§ Task:
Bring together every line in the data that includes "iter".

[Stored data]
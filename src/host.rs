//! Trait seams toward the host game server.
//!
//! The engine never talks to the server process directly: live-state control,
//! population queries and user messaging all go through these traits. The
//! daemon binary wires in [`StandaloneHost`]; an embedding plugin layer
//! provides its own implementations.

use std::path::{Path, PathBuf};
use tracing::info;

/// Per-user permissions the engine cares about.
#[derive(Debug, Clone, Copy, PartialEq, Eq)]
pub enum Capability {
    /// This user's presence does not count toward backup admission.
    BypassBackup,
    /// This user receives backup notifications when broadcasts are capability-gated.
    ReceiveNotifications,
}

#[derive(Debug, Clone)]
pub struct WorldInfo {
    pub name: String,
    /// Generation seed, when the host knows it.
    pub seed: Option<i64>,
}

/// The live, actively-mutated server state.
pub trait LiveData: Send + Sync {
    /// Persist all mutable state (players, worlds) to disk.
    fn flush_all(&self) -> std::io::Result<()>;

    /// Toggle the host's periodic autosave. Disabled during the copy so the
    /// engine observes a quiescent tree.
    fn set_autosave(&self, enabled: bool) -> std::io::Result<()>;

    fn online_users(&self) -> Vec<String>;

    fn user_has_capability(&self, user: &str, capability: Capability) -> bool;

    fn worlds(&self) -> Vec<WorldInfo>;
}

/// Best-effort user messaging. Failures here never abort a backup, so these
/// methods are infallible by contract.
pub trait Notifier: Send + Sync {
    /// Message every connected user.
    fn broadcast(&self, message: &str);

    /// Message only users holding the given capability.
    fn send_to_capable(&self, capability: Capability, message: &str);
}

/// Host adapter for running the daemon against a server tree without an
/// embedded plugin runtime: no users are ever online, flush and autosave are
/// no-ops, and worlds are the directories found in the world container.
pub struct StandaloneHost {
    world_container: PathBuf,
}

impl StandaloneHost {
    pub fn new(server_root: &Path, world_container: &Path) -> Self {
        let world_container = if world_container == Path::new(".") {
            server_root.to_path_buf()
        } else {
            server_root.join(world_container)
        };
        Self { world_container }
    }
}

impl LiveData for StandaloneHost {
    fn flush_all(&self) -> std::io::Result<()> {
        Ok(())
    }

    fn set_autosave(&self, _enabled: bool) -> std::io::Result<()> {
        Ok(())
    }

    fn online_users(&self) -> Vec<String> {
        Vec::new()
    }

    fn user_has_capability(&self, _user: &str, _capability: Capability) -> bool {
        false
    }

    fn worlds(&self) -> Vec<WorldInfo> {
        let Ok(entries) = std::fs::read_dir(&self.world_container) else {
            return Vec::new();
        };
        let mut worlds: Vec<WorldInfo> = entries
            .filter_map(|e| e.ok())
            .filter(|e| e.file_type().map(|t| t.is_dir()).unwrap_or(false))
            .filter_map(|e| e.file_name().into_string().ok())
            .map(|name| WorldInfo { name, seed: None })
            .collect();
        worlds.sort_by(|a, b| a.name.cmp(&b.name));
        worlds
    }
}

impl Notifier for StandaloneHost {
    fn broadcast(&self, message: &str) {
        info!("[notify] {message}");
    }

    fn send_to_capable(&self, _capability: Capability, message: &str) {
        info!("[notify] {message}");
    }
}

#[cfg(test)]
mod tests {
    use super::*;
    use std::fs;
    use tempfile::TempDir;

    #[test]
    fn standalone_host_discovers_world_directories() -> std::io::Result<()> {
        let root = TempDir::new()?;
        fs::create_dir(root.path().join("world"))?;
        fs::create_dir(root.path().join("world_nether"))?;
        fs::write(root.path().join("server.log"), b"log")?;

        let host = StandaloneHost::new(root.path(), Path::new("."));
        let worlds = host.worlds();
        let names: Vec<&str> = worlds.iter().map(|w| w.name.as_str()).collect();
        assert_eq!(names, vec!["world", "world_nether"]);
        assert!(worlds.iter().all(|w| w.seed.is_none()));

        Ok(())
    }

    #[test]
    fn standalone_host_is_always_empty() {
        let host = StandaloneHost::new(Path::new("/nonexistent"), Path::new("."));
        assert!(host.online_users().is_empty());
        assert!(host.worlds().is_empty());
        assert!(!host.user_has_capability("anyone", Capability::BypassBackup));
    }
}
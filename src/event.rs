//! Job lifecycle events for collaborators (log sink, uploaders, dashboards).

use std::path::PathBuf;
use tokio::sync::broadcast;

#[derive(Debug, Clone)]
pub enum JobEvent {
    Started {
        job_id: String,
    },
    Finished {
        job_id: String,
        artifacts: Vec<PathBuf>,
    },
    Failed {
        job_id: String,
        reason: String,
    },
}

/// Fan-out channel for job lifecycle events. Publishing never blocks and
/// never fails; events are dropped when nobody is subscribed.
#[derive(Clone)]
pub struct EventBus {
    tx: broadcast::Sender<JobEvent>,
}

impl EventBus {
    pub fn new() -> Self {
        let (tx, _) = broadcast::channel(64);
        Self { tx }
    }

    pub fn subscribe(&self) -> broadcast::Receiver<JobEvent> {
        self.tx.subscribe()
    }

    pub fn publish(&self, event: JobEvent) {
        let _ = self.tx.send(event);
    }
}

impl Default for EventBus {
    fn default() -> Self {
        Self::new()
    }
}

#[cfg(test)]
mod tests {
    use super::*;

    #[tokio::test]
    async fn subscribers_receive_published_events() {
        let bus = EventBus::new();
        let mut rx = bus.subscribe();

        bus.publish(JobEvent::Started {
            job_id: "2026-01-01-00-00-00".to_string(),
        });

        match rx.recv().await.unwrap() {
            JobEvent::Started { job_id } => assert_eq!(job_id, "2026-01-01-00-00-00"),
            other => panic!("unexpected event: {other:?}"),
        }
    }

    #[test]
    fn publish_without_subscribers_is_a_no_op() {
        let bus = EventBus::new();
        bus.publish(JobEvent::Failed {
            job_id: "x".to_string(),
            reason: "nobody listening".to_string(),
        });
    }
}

§ Solved exercise:
        let names: Vec<&str> = worlds.iter().map(|w| w.name.as_str()).collect();
        assert!(worlds.iter().all(|w| w.seed.is_none()));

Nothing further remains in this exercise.